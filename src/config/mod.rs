//! Configuration model for corral.
//!
//! This module defines the Config struct that represents `<state dir>/config.yaml`.
//! It supports forward-compatible YAML parsing (unknown fields are ignored),
//! sensible defaults for optional fields, and validation of config values.

mod model;
mod operations;
pub mod types;


// Re-export public API
pub use model::Config;
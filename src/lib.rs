//! Corral: file-based concurrency control and atomic shared state for
//! cooperating agent processes.
//!
//! The building blocks are an advisory [`locks::FileLock`] per protected
//! file, [`fs::atomic_write`] for crash-safe replacement, a stale lock
//! reclaimer, and [`state::SharedState`], which combines them into a
//! reload-modify-save registry that any number of processes can share.

pub mod cli;
pub mod commands;
pub mod config;
pub mod context;
pub mod error;
pub mod exit_codes;
pub mod fs;
pub mod locks;
pub mod state;

pub use error::{CorralError, Result};
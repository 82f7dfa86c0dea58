//! Diagnostic metadata stored in lock files.
//!
//! Exclusive holders write this as JSON so `cat x.lock` shows who holds (or
//! last held) a lock. Nothing reads it for correctness.

use super::types::LockMode;
use crate::error::{CorralError, Result};
use chrono::{DateTime, Duration, Utc};
use serde::{Deserialize, Serialize};
use std::fs;
use std::path::Path;

/// Lock metadata stored in lock files.
#[derive(Debug, Clone, PartialEq, Eq, Serialize, Deserialize)]
pub struct LockMetadata {
    /// Owner of the lock (e.g., `user@HOST`).
    pub owner: String,

    /// Process ID of the lock holder.
    pub pid: u32,

    pub mode: LockMode,

    /// When the lock was acquired.
    pub acquired_at: DateTime<Utc>,
}

impl LockMetadata {
    /// Metadata for the current process with the current timestamp.
    pub fn new(mode: LockMode) -> Self {
        Self {
            owner: get_owner_string(),
            pid: std::process::id(),
            mode,
            acquired_at: Utc::now(),
        }
    }

    /// Parse lock metadata from a file.
    pub fn from_file<P: AsRef<Path>>(path: P) -> Result<Self> {
        let path = path.as_ref();
        let content =
            fs::read_to_string(path).map_err(|e| CorralError::io_at("read lock file", path, e))?;

        serde_json::from_str(&content).map_err(|e| CorralError::Corrupt {
            path: path.to_path_buf(),
            reason: e.to_string(),
        })
    }

    /// Serialize lock metadata to a JSON string.
    pub fn to_json(&self) -> Result<String> {
        serde_json::to_string_pretty(self).map_err(|e| {
            CorralError::Serialization(format!("failed to serialize lock metadata: {}", e))
        })
    }

    /// Time since the lock was acquired.
    pub fn age(&self) -> Duration {
        Utc::now().signed_duration_since(self.acquired_at)
    }

    /// Format the age as a human-readable string.
    pub fn age_string(&self) -> String {
        let age = self.age();
        let minutes = age.num_minutes();
        let hours = age.num_hours();
        let days = age.num_days();

        if days > 0 {
            format!("{}d {}h", days, hours % 24)
        } else if hours > 0 {
            format!("{}h {}m", hours, minutes % 60)
        } else {
            format!("{}m", minutes)
        }
    }
}

/// Get the owner string for lock metadata.
pub(crate) fn get_owner_string() -> String {
    let user = std::env::var("USER")
        .or_else(|_| std::env::var("USERNAME"))
        .unwrap_or_else(|_| "unknown".to_string());

    let host = hostname::get()
        .map(|h| h.to_string_lossy().to_string())
        .unwrap_or_else(|_| "unknown".to_string());

    format!("{}@{}", user, host)
}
********
Copy each line in the listing where "stored" appears.

//! Diagnostic metadata stored in lock files.
/// Lock metadata stored in lock files.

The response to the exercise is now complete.